Nick Jennings nkj at namodn.com
Mon Feb 24 10:19:13 PST 2003


Speaking of Mandrake, is anyone running it right now? I've installed it at 
work to replace my FreeBSD 4.7 system because I need Wine to work properly
and would like to use browser plugins etc. without bothering with linux
emulation (which worked fine, but the mozilla versions were a bit dated,
and the performance was slugish compared to the native mozilla build).

I'm wondering if Mandrake has a setup program for wine, I mean I could
configure it "the old fashion way", but then I don't see why I should
have installed Mandrake if I have to do that. :)
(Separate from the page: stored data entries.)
use mental_health_platform::error::AppError;
use mental_health_platform::forum::{
    ForumService, ModerationNote, PostAction, PostInput, PostQuery, ReplyAction, ReplyInput, ReportInput,
    ReportStatus, ReviewReport, Viewer,
};
use mental_health_platform::resources::{
    InteractionInput, ResourceAction, ResourceInput, ResourceLibrary, ResourceQuery,
};

mod common;
use common::*;

fn post(title: &str, content: &str, anonymous: bool) -> PostInput {
    PostInput {
        category_id: 1,
        title: title.to_string(),
        content: content.to_string(),
        is_anonymous: anonymous,
    }
}

fn resource(title: &str) -> ResourceInput {
    ResourceInput {
        title: title.to_string(),
        resource_type: "article".to_string(),
        description: "Practical advice".to_string(),
        content: "Start small.".to_string(),
        url: String::new(),
        author: "Platform team".to_string(),
        duration_minutes: Some(5),
        tags: vec!["Sleep".to_string()],
        mental_health_topics: vec!["Anxiety".to_string(), " Stress ".to_string()],
        language: None,
        is_featured: false,
    }
}

#[tokio::test]
async fn test_anonymous_author_hidden_from_other_members() {
    let db = setup_test_db().await;
    let author = create_user(db.pool(), "amina", "student").await;
    let reader = create_user(db.pool(), "brian", "student").await;
    let forum = ForumService::new(db.pool().clone(), test_config());

    let created = forum
        .create_post(&author.id, post("Exam nerves", "How do you all cope before exams?", true))
        .await
        .unwrap();
    assert!(!created.flagged);

    let as_reader = forum
        .get_post(
            &created.post.post.id,
            Viewer {
                user_id: Some(&reader.id),
                is_staff: false,
            },
        )
        .await
        .unwrap();
    assert_eq!(as_reader.post.author_id, None);
    assert_eq!(as_reader.post.author_name, "Anonymous");

    let as_author = forum
        .get_post(
            &created.post.post.id,
            Viewer {
                user_id: Some(&author.id),
                is_staff: false,
            },
        )
        .await
        .unwrap();
    assert_eq!(as_author.post.author_id.as_deref(), Some(author.id.as_str()));
}

#[tokio::test]
async fn test_toxic_post_is_held_for_review() {
    let db = setup_test_db().await;
    let author = create_user(db.pool(), "troll", "adult").await;
    let moderator = create_admin(db.pool(), "root").await;
    let forum = ForumService::new(db.pool().clone(), test_config());

    let created = forum
        .create_post(
            &author.id,
            post("Listen", "You are a stupid pathetic loser, shut up", false),
        )
        .await
        .unwrap();
    assert!(created.flagged);
    assert!(created.pending_review);
    assert!(!created.post.post.is_published);

    let public = forum.list_posts(PostQuery::default(), Viewer::anonymous()).await.unwrap();
    assert!(public.is_empty());

    let published = forum
        .moderate_post(
            &moderator.id,
            &created.post.post.id,
            PostAction::Publish,
            ModerationNote::default(),
        )
        .await
        .unwrap();
    assert!(published.post.is_published);
    assert_eq!(published.post.moderation_status, "approved");
}

#[tokio::test]
async fn test_likes_are_counted_once() {
    let db = setup_test_db().await;
    let author = create_user(db.pool(), "amina", "student").await;
    let fan = create_user(db.pool(), "brian", "student").await;
    let forum = ForumService::new(db.pool().clone(), test_config());

    let created = forum
        .create_post(&author.id, post("Small win", "I slept eight hours last night!", false))
        .await
        .unwrap();
    let post_id = created.post.post.id;

    assert_eq!(forum.like_post(&fan.id, &post_id).await.unwrap(), 1);
    assert!(matches!(
        forum.like_post(&fan.id, &post_id).await,
        Err(AppError::Conflict(_))
    ));

    let reply = forum
        .reply(
            &fan.id,
            &post_id,
            ReplyInput {
                content: "That's great to hear".to_string(),
                is_anonymous: false,
                parent_reply_id: None,
            },
        )
        .await
        .unwrap();
    assert_eq!(forum.like_reply(&author.id, &reply.reply.id).await.unwrap(), 1);

    let detail = forum.get_post(&post_id, Viewer::anonymous()).await.unwrap();
    assert_eq!(detail.post.post.reply_count, 1);
    assert_eq!(detail.replies.len(), 1);
}

#[tokio::test]
async fn test_locked_post_rejects_replies() {
    let db = setup_test_db().await;
    let author = create_user(db.pool(), "amina", "student").await;
    let moderator = create_admin(db.pool(), "root").await;
    let forum = ForumService::new(db.pool().clone(), test_config());

    let created = forum
        .create_post(&author.id, post("Closed topic", "Thanks everyone for the advice", false))
        .await
        .unwrap();
    forum
        .moderate_post(&moderator.id, &created.post.post.id, PostAction::Lock, ModerationNote::default())
        .await
        .unwrap();

    let result = forum
        .reply(
            &author.id,
            &created.post.post.id,
            ReplyInput {
                content: "One more thing".to_string(),
                is_anonymous: false,
                parent_reply_id: None,
            },
        )
        .await;
    assert!(matches!(result, Err(AppError::Validation(_))));
}

#[tokio::test]
async fn test_held_reply_waits_for_moderator() {
    let db = setup_test_db().await;
    let author = create_user(db.pool(), "amina", "student").await;
    let troll = create_user(db.pool(), "troll", "adult").await;
    let moderator = create_admin(db.pool(), "root").await;
    let forum = ForumService::new(db.pool().clone(), test_config());

    let created = forum
        .create_post(&author.id, post("Study tips", "What helps you focus in the evening?", false))
        .await
        .unwrap();
    let post_id = created.post.post.id;

    let held = forum
        .reply(
            &troll.id,
            &post_id,
            ReplyInput {
                content: "You are a stupid pathetic loser, shut up".to_string(),
                is_anonymous: false,
                parent_reply_id: None,
            },
        )
        .await
        .unwrap();
    assert!(!held.reply.is_published);

    let queue = forum.held_replies().await.unwrap();
    assert_eq!(queue.len(), 1);
    assert_eq!(queue[0].reply.id, held.reply.id);
    let detail = forum.get_post(&post_id, Viewer::anonymous()).await.unwrap();
    assert_eq!(detail.post.post.reply_count, 0);

    let published = forum
        .moderate_reply(&moderator.id, &held.reply.id, ReplyAction::Publish, ModerationNote::default())
        .await
        .unwrap();
    assert!(published.reply.is_published);
    // publishing twice does not count the reply twice
    forum
        .moderate_reply(&moderator.id, &held.reply.id, ReplyAction::Publish, ModerationNote::default())
        .await
        .unwrap();
    let detail = forum.get_post(&post_id, Viewer::anonymous()).await.unwrap();
    assert_eq!(detail.post.post.reply_count, 1);
    assert!(forum.held_replies().await.unwrap().is_empty());

    forum
        .moderate_reply(
            &moderator.id,
            &held.reply.id,
            ReplyAction::Unpublish,
            ModerationNote {
                reason: "Abusive".to_string(),
            },
        )
        .await
        .unwrap();
    let detail = forum.get_post(&post_id, Viewer::anonymous()).await.unwrap();
    assert_eq!(detail.post.post.reply_count, 0);

    let logged: i64 = sqlx::query_scalar(
        "SELECT COUNT(*) FROM content_moderation_logs WHERE forum_reply_id = ? AND moderator_id IS NOT NULL",
    )
    .bind(&held.reply.id)
    .fetch_one(db.pool())
    .await
    .unwrap();
    assert_eq!(logged, 3);

    let missing = forum
        .moderate_reply(&moderator.id, "no-such-reply", ReplyAction::Publish, ModerationNote::default())
        .await;
    assert!(matches!(missing, Err(AppError::NotFound(_))));
}

#[tokio::test]
async fn test_report_review_flow() {
    let db = setup_test_db().await;
    let author = create_user(db.pool(), "amina", "student").await;
    let reporter = create_user(db.pool(), "brian", "student").await;
    let moderator = create_admin(db.pool(), "root").await;
    let forum = ForumService::new(db.pool().clone(), test_config());

    let created = forum
        .create_post(&author.id, post("Buy now", "Visit my shop for discounts", false))
        .await
        .unwrap();

    let both = forum
        .report(
            &reporter.id,
            ReportInput {
                post_id: Some(created.post.post.id.clone()),
                reply_id: Some("whatever".to_string()),
                reason: "spam".to_string(),
                description: "Advertising".to_string(),
            },
        )
        .await;
    assert!(matches!(both, Err(AppError::Validation(_))));

    let report = forum
        .report(
            &reporter.id,
            ReportInput {
                post_id: Some(created.post.post.id.clone()),
                reply_id: None,
                reason: "spam".to_string(),
                description: "Advertising".to_string(),
            },
        )
        .await
        .unwrap();
    assert_eq!(report.status, "pending");
    assert_eq!(forum.list_reports(Some(ReportStatus::Pending)).await.unwrap().len(), 1);

    let reviewed = forum
        .review_report(
            &moderator.id,
            &report.id,
            ReviewReport {
                status: "resolved".to_string(),
                action_taken: "Post removed".to_string(),
            },
        )
        .await
        .unwrap();
    assert_eq!(reviewed.status, "resolved");

    let twice = forum
        .review_report(
            &moderator.id,
            &report.id,
            ReviewReport {
                status: "dismissed".to_string(),
                action_taken: String::new(),
            },
        )
        .await;
    assert!(matches!(twice, Err(AppError::Validation(_))));
}

#[tokio::test]
async fn test_resource_search_and_views() {
    let db = setup_test_db().await;
    let staff = create_admin(db.pool(), "root").await;
    let reader = create_user(db.pool(), "amina", "student").await;
    let library = ResourceLibrary::new(db.pool().clone());

    let created = library.create(&staff.id, resource("Sleep and anxiety")).await.unwrap();
    library.create(&staff.id, resource("Breathing basics")).await.unwrap();
    assert_eq!(created.mental_health_topics.0, vec!["anxiety".to_string(), "stress".to_string()]);

    let by_topic = library
        .search(&ResourceQuery {
            topic: Some("stress".to_string()),
            ..Default::default()
        })
        .await
        .unwrap();
    assert_eq!(by_topic.len(), 2);

    let by_text = library
        .search(&ResourceQuery {
            q: Some("breathing".to_string()),
            ..Default::default()
        })
        .await
        .unwrap();
    assert_eq!(by_text.len(), 1);

    let viewed = library.get(&created.id, Some(&reader.id)).await.unwrap();
    assert_eq!(viewed.view_count, 1);
    let interaction = library.interaction(&reader.id, &created.id).await.unwrap().unwrap();
    assert!(interaction.viewed);

    library
        .apply_action(&staff.id, &created.id, ResourceAction::Unpublish)
        .await
        .unwrap();
    assert!(matches!(
        library.get(&created.id, None).await,
        Err(AppError::NotFound(_))
    ));
}

#[tokio::test]
async fn test_resource_interactions() {
    let db = setup_test_db().await;
    let staff = create_admin(db.pool(), "root").await;
    let reader = create_user(db.pool(), "amina", "student").await;
    let library = ResourceLibrary::new(db.pool().clone());
    let created = library.create(&staff.id, resource("Sleep and anxiety")).await.unwrap();

    let liked = library
        .interact(
            &reader.id,
            &created.id,
            InteractionInput {
                liked: Some(true),
                rating: Some(4),
                ..Default::default()
            },
        )
        .await
        .unwrap();
    assert_eq!(liked.resource.like_count, 1);
    assert_eq!(liked.resource.average_rating, 4.0);

    let finished = library
        .interact(
            &reader.id,
            &created.id,
            InteractionInput {
                progress_percentage: Some(100),
                ..Default::default()
            },
        )
        .await
        .unwrap();
    assert!(finished.interaction.completed);
    assert!(finished.interaction.liked);
    assert_eq!(finished.resource.like_count, 1);

    let unliked = library
        .interact(
            &reader.id,
            &created.id,
            InteractionInput {
                liked: Some(false),
                ..Default::default()
            },
        )
        .await
        .unwrap();
    assert_eq!(unliked.resource.like_count, 0);
    assert!(unliked.interaction.completed);

    let reopened = library
        .interact(
            &reader.id,
            &created.id,
            InteractionInput {
                completed: Some(false),
                ..Default::default()
            },
        )
        .await
        .unwrap();
    assert!(!reopened.interaction.completed);

    let bad = library
        .interact(
            &reader.id,
            &created.id,
            InteractionInput {
                rating: Some(6),
                ..Default::default()
            },
        )
        .await;
    assert!(matches!(bad, Err(AppError::Validation(_))));
}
I'm asking here first in an attempt to avoid joining yet another mailing 
list.

- Nick


On Sun, Feb 23, 2003 at 11:45:55AM -0800, Rick Moen wrote:
> Quoting Ed Biow (biow at bigfoot.com):
> 
> > There was a thread on this forum a coupla-few of months back about
> > utilities for resizing NTFS partitions.   Mandrake has just released
> > 9.1 RC1, which includes NTFS resizing, apparently from ntfsresize
> > utility (http://mlf.linux.rulez.org/mlf/ezaz/ntfsresize.html), part of
> > the Linux-NTFS Project: http://linux-ntfs.sourceforge.net/.
> 
> Hi, Ed!  Yes, thank you for bringing this up.  Yes, Mandrakesoft is the
> first distribution publisher to include ntfsresize in its installer.
> ntfsresize has been included in Linux-Mandrake's "Cooker" experimental
> distribution for quite a while, and has been in 9.1 pre-releases since
> Beta 3.  They reportedly have a nice graphical front-end on it.
> 
> > I believe this is the same resizer used in Xandros.
> 
> Actually, _that_ one is PQDisk, a scriptable version of PowerQuest's
> Partition Magic.   Please note that the NTFS resizer is reportedly
> included only in the Xandros Desktop OS _Deluxe_ edition, not Standard
> Edition.
> 
> I try to keep my http://linuxmafia.com/~rick/linux-info/ntfs document
> updated, on these matters, mostly courtesy of occasional e-mails from 
> Szabolcs Szakacsits, author of ntfsresize.
> 
> > I think I'll probably attend the InstallFest on the 8th of March, if that is 
> > still in the offing.   Just out of curiosity, does FreeBSD or its ilk ever 
> > get installed at one of these affairs? 
> 
> Pretty much at every one of them.  I bring a 4-disk set of 4.7 aka
> FreeBSD-stable.  Although I have an August 2001 snapshot of 5.0 aka
> FreeBSD-current, it's way out of date, and I really ought to throw it
> out, I guess.
> 
> FreeBSD is very straight-forward to install.  NetBSD is less so, though
> it can be a lifesaver on some of the more exotic non-x86 architectures.
> i have NetBSD 1.5.2 disks for a bunch of architectures.  I have a
> three-CD set of OpenBSD for i386 as well.  Its installer is, well,
> cranky and paranoid, as is fitting.
> 
> > I don't think I'm quite ready for FreeBSD, but I'd like to give Redhat
> > 8.0 a spin or maybe SuSE 8.0 if it is available.  
> 
> We certainly have RH 8.0.  From a certain set of rumblings one hears out
> on the Net, 8.1 might actually be out by then -- or not.  SuSE would
> certainly be fun, but I'd encourage you to buy a boxed set if you wish
> to try it.  We bring to installfests the 7.0 "evaluation" single-CD
> version.  SuSE Linux AG's business model entails giving you various
> incentives to buy the boxed sets, including more-recent versions of
> software and many, many more CD-ROMs.  All of those boxed-set CDs
> contain non-redistributable proprietary software.  Therefore, the disks
> as a whole may not lawfully be duplicated and redistributed.
> 
> On the various editions of SuSE, please see:
> http://linuxmafia.com/~rick/linux-info/suse-product-strategy
> 
> -- 
> Cheers,            There are only 10 types of people in this world -- 
> Rick Moen          those who understand binary arithmetic and those who don't.